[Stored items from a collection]
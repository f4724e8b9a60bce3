//! Foreign key rules: target existence and direct two-model cycles.
//!
//! Only the simple bidirectional case (A -> B -> A) is detected. Longer chains
//! such as A -> B -> C -> A pass validation.

use super::{ModelDictionary, SchemaError};

pub(super) fn validate_references(dict: &ModelDictionary, errors: &mut Vec<SchemaError>) {
    for entry in dict.entries() {
        let model = entry.model;
        let base = entry.path();

        for (i, foreign) in model.foreign_fields.iter().enumerate() {
            let path = format!("{}.foreignFields[{}].relation.targetModel", base, i);
            let target_name = &foreign.relation.target_model;

            let targets = dict.get(target_name);
            let Some(target) = targets.first() else {
                errors.push(SchemaError::new(
                    path,
                    entry.table(),
                    Some(foreign.name.as_str()),
                    format!(
                        "Foreign field \"{}.{}\" references model \"{}\", which does not exist. \
                         Existing models: {}.",
                        model.name,
                        foreign.name,
                        target_name,
                        dict.names().join(", ")
                    ),
                ));
                continue;
            };

            // Self references are allowed (trees, threads).
            if target.model.name == model.name {
                continue;
            }

            for (j, opposite) in target.model.foreign_fields.iter().enumerate() {
                if opposite.relation.target_model != model.name {
                    continue;
                }
                errors.push(SchemaError::new(
                    path.clone(),
                    entry.table(),
                    Some(foreign.name.as_str()),
                    format!(
                        "Cross reference between \"{}\" and \"{}\": \"{}.{}\" references \"{}\" \
                         while {}.foreignFields[{}] (\"{}.{}\") references \"{}\" back. \
                         This circular dependency makes both rows impossible to create. \
                         Keep the foreign key on only one side, or move the relationship \
                         into a separate junction model.",
                        model.name,
                        target.model.name,
                        model.name,
                        foreign.name,
                        target.model.name,
                        target.path(),
                        j,
                        target.model.name,
                        opposite.name,
                        model.name
                    ),
                ));
            }
        }
    }
}

#[cfg(test)]
mod tests {
    use super::*;
    use crate::schema::definition::Application;
    use crate::test_utils::{application, file, foreign, model};

    fn run(app: &Application) -> Vec<SchemaError> {
        let mut errors = Vec::new();
        validate_references(&ModelDictionary::new(app), &mut errors);
        errors
    }

    #[test]
    fn test_missing_target_model() {
        let app = application(vec![file(
            "a.prisma",
            vec![model("Order").foreign(foreign("customer_id", "customer", "Customer"))],
        )]);

        let errors = run(&app);
        assert_eq!(errors.len(), 1);
        assert_eq!(
            errors[0].path,
            "application.files[0].models[0].foreignFields[0].relation.targetModel"
        );
        assert_eq!(errors[0].field.as_deref(), Some("customer_id"));
        assert!(errors[0].message.contains("Existing models: Order"));
    }

    #[test]
    fn test_mutual_references_reported_on_both_sides() {
        let app = application(vec![
            file("a.prisma", vec![model("A").foreign(foreign("b_id", "b", "B"))]),
            file("b.prisma", vec![model("B").foreign(foreign("a_id", "a", "A"))]),
        ]);

        let errors = run(&app);
        assert_eq!(errors.len(), 2);
        assert_eq!(
            errors[0].path,
            "application.files[0].models[0].foreignFields[0].relation.targetModel"
        );
        assert!(errors[0].message.contains("application.files[1].models[0].foreignFields[0]"));
        assert!(errors[1].message.contains("application.files[0].models[0].foreignFields[0]"));
    }

    #[test]
    fn test_self_reference_is_allowed() {
        let app = application(vec![file(
            "a.prisma",
            vec![model("Category").foreign(foreign("parent_id", "parent", "Category"))],
        )]);

        assert!(run(&app).is_empty());
    }

    #[test]
    fn test_longer_cycles_are_not_detected() {
        let app = application(vec![file(
            "a.prisma",
            vec![
                model("A").foreign(foreign("b_id", "b", "B")),
                model("B").foreign(foreign("c_id", "c", "C")),
                model("C").foreign(foreign("a_id", "a", "A")),
            ],
        )]);

        assert!(run(&app).is_empty());
    }
}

- [Work required] Copy out each line of the records that holds the string "base".

- [Answer section]
        let base = entry.path();
            let path = format!("{}.foreignFields[{}].relation.targetModel", base, i);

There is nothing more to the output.